#### Data records
--*--
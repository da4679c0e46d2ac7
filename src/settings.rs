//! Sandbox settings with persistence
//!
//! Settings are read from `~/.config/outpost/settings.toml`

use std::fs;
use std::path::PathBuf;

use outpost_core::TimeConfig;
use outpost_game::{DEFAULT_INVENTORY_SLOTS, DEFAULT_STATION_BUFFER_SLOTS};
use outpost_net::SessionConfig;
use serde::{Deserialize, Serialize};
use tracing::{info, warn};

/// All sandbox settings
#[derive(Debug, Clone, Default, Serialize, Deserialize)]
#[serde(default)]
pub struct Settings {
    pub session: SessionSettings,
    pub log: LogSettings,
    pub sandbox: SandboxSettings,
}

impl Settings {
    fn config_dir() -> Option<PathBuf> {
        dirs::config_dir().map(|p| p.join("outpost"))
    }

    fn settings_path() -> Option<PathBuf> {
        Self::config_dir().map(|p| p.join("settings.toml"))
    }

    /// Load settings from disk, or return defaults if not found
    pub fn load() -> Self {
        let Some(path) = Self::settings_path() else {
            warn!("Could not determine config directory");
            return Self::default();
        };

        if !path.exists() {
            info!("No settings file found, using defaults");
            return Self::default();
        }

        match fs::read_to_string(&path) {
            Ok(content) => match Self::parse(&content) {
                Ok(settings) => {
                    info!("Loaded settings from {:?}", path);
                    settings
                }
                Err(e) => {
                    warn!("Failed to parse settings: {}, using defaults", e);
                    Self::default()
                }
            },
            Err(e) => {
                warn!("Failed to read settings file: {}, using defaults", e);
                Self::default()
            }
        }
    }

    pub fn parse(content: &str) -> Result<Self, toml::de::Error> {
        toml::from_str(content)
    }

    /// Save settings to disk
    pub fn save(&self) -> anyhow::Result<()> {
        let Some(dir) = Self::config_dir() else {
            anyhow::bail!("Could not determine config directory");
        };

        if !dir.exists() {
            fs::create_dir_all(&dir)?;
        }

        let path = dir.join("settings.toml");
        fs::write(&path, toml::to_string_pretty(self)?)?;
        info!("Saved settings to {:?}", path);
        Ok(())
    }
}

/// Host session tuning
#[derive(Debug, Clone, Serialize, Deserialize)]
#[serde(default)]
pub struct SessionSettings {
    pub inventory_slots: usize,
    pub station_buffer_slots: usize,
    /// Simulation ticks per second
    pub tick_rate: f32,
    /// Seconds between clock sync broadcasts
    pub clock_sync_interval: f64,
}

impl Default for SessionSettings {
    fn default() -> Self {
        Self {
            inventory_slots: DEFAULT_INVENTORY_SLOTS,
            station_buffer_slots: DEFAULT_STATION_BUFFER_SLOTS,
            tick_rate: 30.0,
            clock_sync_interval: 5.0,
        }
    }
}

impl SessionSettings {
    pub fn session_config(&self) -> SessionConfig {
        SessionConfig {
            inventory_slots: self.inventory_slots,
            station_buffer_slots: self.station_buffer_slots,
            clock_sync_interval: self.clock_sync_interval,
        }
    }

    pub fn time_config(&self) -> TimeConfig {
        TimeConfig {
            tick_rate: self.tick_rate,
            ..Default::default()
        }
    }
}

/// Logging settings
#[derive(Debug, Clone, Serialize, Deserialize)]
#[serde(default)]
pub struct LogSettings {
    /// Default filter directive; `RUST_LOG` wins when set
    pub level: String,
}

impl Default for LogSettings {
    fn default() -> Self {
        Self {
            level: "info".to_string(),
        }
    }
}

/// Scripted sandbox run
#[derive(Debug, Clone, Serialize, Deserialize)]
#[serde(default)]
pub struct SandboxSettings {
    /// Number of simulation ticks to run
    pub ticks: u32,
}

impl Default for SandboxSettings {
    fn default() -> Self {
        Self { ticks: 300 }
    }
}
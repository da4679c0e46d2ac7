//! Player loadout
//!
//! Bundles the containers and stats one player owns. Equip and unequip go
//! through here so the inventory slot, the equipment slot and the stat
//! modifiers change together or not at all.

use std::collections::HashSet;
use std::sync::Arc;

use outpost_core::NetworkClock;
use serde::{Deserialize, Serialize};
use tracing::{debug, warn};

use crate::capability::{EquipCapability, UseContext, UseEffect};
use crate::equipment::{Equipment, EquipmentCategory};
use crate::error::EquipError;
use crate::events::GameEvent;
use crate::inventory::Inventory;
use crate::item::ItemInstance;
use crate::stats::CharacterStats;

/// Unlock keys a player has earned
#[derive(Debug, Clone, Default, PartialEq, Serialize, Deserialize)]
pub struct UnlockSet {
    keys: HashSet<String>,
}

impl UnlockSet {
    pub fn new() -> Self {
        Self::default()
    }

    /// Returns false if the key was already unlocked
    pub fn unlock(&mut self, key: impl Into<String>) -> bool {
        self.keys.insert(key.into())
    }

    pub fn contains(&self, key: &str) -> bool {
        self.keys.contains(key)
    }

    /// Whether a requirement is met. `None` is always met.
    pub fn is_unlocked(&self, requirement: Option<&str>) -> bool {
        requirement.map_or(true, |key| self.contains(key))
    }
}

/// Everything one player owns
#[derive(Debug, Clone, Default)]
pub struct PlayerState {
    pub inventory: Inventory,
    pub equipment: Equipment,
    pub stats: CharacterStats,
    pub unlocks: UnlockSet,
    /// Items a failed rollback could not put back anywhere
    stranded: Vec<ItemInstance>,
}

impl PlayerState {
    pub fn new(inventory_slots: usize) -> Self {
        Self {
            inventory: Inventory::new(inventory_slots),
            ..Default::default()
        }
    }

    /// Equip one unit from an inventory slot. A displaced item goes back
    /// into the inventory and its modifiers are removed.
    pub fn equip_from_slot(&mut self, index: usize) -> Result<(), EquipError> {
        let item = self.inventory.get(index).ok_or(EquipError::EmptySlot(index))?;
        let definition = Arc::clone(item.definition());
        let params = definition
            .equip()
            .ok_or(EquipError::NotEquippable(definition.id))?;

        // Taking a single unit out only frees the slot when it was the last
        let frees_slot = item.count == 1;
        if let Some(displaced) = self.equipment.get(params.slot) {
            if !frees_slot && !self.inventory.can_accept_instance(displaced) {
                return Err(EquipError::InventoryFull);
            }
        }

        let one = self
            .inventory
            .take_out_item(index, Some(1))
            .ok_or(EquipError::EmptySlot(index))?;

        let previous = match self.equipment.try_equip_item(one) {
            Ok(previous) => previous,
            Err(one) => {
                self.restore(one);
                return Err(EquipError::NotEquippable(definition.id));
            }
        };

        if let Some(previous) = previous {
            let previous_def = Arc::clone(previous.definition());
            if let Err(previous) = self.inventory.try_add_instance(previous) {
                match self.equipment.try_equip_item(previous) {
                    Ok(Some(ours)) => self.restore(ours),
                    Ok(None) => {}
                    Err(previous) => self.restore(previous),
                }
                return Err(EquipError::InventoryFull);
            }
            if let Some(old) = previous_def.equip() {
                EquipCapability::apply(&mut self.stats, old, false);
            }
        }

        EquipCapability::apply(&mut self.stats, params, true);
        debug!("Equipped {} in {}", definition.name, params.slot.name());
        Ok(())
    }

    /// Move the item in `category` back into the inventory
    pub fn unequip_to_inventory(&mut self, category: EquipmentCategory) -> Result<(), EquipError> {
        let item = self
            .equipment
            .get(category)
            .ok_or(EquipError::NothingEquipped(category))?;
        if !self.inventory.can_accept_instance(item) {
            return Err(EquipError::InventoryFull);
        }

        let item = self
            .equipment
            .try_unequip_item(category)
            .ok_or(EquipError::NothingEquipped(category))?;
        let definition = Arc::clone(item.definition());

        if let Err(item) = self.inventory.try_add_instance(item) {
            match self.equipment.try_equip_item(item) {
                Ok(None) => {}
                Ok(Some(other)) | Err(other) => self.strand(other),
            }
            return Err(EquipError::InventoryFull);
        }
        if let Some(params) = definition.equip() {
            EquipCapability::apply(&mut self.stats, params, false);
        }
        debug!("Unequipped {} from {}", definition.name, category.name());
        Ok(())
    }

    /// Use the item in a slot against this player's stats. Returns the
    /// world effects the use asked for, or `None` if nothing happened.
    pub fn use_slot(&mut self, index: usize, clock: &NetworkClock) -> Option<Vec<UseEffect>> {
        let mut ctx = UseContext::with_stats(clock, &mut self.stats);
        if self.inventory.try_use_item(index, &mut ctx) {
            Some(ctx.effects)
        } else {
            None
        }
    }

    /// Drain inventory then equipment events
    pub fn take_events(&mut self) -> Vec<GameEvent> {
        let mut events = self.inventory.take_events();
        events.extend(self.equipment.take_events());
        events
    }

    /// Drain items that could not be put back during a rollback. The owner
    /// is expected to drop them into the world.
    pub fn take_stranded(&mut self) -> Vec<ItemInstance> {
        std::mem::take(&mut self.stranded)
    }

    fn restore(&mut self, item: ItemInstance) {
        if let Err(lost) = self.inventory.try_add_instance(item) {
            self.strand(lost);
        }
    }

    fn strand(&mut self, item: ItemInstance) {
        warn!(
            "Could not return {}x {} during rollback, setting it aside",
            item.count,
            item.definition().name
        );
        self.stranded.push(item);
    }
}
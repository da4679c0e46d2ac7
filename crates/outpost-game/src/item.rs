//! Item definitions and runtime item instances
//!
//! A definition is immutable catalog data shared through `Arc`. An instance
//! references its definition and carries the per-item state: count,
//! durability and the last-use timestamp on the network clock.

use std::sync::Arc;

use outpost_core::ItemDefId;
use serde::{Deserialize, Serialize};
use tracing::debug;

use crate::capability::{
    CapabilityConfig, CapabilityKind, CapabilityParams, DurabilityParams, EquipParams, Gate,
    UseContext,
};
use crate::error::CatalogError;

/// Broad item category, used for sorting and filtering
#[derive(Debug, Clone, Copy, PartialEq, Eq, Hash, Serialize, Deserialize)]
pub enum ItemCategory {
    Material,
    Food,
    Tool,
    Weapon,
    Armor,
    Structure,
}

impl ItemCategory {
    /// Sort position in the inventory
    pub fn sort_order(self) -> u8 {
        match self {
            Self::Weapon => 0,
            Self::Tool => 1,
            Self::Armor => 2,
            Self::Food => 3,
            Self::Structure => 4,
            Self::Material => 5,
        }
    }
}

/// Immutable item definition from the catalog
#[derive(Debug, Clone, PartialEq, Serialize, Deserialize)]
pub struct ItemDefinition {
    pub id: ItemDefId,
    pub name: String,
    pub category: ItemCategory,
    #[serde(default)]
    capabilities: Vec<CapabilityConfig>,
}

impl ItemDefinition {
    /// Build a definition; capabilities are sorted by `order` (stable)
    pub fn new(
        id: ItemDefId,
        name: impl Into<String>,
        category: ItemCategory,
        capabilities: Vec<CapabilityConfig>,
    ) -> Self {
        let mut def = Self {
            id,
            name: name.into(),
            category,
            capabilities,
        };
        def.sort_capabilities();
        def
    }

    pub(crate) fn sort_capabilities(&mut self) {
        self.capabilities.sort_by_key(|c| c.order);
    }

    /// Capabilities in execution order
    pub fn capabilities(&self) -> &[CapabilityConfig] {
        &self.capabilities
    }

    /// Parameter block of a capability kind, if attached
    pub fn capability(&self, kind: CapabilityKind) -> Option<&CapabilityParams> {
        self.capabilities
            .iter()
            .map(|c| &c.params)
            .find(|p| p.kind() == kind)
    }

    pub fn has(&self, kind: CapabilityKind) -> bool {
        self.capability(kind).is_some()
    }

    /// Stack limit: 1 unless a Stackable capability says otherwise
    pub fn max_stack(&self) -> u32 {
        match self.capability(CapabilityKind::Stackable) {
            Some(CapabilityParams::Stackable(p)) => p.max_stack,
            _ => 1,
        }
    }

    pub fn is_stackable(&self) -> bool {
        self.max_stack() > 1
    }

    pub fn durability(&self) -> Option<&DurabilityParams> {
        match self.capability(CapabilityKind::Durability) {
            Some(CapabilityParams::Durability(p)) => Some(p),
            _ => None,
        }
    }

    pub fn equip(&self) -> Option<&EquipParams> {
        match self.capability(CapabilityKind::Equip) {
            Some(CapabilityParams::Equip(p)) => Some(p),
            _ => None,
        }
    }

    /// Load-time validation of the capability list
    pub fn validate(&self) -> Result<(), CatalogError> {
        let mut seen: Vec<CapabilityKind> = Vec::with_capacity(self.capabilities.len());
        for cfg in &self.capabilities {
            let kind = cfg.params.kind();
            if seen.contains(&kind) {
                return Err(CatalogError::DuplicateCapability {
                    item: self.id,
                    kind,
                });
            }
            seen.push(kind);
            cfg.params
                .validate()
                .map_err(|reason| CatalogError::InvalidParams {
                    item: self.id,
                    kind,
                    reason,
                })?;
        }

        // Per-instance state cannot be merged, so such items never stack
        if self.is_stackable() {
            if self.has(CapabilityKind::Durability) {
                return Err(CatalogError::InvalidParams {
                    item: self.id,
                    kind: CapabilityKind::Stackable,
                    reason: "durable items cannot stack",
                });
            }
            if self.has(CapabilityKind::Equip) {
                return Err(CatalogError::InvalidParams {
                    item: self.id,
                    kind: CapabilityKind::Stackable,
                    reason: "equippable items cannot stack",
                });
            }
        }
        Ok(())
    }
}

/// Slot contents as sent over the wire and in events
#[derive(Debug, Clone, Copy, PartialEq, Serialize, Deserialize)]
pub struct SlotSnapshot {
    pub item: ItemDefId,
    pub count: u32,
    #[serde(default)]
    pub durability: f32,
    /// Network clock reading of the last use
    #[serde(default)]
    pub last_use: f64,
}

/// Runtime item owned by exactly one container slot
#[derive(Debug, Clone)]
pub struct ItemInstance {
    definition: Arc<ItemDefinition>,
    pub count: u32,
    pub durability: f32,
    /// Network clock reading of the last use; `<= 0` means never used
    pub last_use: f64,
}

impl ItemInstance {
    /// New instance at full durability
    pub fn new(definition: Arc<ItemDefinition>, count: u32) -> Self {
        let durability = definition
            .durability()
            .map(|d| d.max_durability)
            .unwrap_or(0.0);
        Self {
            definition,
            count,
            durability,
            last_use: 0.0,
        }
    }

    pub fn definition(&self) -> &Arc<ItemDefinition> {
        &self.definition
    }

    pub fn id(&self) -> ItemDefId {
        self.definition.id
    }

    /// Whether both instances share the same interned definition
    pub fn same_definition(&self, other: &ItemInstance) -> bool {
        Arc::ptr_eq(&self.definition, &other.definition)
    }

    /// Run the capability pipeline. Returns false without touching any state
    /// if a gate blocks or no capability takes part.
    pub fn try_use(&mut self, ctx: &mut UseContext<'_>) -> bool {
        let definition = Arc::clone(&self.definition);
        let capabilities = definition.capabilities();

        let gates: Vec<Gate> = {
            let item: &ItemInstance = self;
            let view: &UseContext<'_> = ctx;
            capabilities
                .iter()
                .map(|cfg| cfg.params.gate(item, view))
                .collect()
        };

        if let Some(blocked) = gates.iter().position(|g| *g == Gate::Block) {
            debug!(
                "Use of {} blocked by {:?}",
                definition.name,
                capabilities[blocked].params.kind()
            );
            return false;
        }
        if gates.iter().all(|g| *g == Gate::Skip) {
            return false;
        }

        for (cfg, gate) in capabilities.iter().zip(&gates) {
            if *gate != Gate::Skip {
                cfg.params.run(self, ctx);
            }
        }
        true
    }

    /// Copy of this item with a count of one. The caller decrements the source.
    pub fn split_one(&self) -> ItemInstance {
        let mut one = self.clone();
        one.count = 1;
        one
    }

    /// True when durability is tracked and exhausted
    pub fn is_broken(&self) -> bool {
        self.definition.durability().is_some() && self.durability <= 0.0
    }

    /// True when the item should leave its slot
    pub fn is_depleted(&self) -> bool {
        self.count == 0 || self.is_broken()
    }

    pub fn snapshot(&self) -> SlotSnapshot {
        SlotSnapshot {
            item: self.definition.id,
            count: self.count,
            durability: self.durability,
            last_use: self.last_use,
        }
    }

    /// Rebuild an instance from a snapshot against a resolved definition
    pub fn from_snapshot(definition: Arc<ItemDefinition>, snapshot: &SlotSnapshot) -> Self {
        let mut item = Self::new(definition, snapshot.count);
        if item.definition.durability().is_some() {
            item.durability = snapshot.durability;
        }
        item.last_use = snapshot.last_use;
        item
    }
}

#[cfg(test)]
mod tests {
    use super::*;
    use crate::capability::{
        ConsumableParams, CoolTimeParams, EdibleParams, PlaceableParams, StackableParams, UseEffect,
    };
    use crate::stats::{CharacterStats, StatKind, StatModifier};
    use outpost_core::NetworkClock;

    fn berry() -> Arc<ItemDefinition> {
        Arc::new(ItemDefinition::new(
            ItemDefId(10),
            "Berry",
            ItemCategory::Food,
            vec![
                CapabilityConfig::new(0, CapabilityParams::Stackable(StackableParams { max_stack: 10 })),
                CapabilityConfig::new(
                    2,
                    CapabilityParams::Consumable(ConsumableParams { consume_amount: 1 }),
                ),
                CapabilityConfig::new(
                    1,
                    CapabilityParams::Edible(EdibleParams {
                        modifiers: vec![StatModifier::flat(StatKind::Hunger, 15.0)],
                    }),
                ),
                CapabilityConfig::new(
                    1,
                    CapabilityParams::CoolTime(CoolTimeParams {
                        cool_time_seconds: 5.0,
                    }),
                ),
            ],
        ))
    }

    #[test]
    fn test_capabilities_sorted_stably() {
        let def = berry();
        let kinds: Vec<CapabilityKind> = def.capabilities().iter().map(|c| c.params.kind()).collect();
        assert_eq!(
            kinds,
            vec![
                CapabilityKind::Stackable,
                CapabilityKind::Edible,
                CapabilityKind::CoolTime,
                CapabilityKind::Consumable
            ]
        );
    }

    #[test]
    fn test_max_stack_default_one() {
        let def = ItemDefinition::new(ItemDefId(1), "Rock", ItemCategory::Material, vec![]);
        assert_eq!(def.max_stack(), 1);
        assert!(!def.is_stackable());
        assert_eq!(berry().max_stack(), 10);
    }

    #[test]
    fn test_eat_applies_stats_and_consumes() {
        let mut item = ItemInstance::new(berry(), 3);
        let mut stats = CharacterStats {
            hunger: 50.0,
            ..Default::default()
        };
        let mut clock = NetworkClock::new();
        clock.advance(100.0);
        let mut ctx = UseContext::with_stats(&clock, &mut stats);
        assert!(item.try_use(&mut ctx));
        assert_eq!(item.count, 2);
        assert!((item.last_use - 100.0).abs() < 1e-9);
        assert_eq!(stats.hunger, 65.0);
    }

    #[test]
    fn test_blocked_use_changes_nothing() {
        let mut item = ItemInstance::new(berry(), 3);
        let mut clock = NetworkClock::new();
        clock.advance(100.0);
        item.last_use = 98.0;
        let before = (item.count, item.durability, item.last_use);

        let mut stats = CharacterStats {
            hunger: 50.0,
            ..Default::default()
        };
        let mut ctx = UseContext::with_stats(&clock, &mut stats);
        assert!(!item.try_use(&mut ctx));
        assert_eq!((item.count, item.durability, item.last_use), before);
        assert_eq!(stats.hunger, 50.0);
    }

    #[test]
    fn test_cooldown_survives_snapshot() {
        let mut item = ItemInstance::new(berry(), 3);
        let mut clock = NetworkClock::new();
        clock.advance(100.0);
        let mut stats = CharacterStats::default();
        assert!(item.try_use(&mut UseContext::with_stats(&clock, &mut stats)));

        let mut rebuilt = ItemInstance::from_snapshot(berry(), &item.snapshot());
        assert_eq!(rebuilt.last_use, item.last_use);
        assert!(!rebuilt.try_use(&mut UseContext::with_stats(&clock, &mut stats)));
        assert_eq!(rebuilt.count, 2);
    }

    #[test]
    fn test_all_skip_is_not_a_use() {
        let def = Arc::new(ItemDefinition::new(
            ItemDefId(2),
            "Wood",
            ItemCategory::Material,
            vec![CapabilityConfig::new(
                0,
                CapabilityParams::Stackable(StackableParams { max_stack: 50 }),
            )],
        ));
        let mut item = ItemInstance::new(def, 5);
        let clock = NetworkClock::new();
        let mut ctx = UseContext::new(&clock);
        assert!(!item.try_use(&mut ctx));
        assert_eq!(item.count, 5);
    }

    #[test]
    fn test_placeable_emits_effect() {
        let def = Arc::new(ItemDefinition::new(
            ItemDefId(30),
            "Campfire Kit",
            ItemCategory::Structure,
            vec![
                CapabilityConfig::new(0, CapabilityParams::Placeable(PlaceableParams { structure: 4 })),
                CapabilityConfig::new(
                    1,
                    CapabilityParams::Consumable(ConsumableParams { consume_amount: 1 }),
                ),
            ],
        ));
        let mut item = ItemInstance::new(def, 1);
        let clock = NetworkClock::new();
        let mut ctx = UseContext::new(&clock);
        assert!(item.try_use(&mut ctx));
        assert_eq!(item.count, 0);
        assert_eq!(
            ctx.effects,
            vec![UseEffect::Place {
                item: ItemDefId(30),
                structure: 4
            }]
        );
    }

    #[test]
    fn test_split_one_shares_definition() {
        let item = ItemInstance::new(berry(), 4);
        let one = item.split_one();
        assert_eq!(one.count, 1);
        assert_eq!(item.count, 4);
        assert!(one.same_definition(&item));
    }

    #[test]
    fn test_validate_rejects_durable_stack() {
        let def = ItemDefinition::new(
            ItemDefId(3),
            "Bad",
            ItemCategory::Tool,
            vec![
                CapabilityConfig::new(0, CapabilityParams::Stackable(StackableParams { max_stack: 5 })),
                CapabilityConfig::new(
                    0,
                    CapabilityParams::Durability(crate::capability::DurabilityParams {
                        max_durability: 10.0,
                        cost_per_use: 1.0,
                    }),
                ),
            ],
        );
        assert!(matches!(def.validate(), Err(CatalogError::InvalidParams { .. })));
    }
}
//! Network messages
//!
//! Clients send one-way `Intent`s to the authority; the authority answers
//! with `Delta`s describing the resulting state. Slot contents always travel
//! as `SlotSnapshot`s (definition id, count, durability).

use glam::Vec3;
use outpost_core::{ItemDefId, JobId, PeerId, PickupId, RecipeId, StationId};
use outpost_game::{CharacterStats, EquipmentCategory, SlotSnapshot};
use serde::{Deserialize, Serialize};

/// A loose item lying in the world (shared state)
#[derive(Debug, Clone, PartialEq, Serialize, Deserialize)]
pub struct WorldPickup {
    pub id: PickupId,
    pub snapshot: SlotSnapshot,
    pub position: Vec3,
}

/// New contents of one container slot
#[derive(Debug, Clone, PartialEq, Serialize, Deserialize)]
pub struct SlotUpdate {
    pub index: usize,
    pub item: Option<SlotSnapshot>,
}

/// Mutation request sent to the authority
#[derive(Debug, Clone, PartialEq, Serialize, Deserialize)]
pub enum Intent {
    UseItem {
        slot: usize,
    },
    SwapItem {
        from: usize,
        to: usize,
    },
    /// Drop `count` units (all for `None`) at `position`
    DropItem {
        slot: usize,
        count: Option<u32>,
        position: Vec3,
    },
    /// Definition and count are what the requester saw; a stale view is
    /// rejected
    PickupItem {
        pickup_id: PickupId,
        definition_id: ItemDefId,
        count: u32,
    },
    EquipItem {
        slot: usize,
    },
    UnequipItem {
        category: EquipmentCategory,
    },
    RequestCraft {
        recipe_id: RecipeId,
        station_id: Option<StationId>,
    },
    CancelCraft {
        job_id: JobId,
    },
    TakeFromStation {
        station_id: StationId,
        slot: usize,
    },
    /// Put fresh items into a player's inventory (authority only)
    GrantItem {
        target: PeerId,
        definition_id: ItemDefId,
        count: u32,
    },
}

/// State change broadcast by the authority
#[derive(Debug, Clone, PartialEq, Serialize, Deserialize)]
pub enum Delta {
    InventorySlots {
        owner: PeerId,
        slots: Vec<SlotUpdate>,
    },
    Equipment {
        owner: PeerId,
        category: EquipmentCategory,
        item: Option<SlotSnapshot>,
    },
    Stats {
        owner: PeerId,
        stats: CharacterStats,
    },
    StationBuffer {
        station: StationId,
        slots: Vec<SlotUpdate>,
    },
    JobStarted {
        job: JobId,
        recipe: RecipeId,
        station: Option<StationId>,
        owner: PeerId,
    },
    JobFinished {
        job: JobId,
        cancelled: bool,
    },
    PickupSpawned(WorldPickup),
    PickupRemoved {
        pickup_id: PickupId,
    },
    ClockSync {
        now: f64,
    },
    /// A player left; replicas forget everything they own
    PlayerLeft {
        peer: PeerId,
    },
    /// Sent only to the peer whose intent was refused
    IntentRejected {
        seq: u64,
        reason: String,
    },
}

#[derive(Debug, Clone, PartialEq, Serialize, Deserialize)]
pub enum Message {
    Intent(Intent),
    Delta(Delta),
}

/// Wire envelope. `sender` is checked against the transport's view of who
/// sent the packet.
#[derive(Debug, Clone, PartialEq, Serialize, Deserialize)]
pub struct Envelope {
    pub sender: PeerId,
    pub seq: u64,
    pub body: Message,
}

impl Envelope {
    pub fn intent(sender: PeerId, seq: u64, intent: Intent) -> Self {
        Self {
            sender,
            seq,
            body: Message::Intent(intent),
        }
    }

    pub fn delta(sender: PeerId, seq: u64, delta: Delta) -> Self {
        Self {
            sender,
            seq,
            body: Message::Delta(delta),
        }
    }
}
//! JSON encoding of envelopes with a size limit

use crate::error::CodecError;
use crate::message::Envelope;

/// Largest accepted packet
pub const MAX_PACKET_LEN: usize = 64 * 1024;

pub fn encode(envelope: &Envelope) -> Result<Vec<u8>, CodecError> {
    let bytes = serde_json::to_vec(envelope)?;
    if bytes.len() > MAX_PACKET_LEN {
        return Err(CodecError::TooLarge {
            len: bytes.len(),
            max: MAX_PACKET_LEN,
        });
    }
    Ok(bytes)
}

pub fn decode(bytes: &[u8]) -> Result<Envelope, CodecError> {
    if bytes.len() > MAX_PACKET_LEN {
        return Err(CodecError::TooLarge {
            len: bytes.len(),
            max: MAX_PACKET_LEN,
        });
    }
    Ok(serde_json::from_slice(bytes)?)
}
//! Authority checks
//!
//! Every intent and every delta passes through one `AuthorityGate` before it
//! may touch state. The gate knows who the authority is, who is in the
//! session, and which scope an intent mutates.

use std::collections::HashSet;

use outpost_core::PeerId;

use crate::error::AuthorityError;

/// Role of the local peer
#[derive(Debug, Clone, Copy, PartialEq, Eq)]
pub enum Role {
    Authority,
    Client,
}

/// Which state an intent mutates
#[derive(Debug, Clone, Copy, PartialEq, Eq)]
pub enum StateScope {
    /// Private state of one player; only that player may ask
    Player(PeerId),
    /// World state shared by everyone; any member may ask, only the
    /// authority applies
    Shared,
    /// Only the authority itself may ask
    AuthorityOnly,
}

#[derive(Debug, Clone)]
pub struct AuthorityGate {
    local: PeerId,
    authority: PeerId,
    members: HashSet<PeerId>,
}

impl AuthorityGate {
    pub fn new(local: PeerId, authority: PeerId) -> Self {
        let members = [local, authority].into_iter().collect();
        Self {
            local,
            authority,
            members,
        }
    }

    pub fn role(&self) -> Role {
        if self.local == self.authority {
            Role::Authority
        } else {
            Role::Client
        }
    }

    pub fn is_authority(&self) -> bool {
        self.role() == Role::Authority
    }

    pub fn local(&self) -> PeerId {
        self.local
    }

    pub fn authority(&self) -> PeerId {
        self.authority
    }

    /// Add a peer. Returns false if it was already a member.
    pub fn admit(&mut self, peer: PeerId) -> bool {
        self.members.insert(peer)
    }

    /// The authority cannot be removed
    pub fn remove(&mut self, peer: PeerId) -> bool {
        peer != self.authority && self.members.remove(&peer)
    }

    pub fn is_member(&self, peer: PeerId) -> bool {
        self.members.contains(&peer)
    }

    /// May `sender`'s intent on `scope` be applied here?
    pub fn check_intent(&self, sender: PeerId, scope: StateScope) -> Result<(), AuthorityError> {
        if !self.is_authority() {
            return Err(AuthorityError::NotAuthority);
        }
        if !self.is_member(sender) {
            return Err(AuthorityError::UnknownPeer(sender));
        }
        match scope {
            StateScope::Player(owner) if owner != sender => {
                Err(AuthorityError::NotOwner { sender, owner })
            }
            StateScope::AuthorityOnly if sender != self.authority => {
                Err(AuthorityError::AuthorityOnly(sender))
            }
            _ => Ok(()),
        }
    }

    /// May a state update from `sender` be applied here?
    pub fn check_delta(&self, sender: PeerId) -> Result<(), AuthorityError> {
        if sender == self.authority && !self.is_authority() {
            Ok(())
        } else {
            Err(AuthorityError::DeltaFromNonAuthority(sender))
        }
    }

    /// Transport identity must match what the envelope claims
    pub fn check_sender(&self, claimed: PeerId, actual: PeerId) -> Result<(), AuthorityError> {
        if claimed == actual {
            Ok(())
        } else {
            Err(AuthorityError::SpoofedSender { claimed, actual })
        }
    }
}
--*--
#### Your objective
Which lines above carry the string "keys"? Copy those lines.

#### Answer section
/// Unlock keys a player has earned
    keys: HashSet<String>,
        self.keys.insert(key.into())
        self.keys.contains(key)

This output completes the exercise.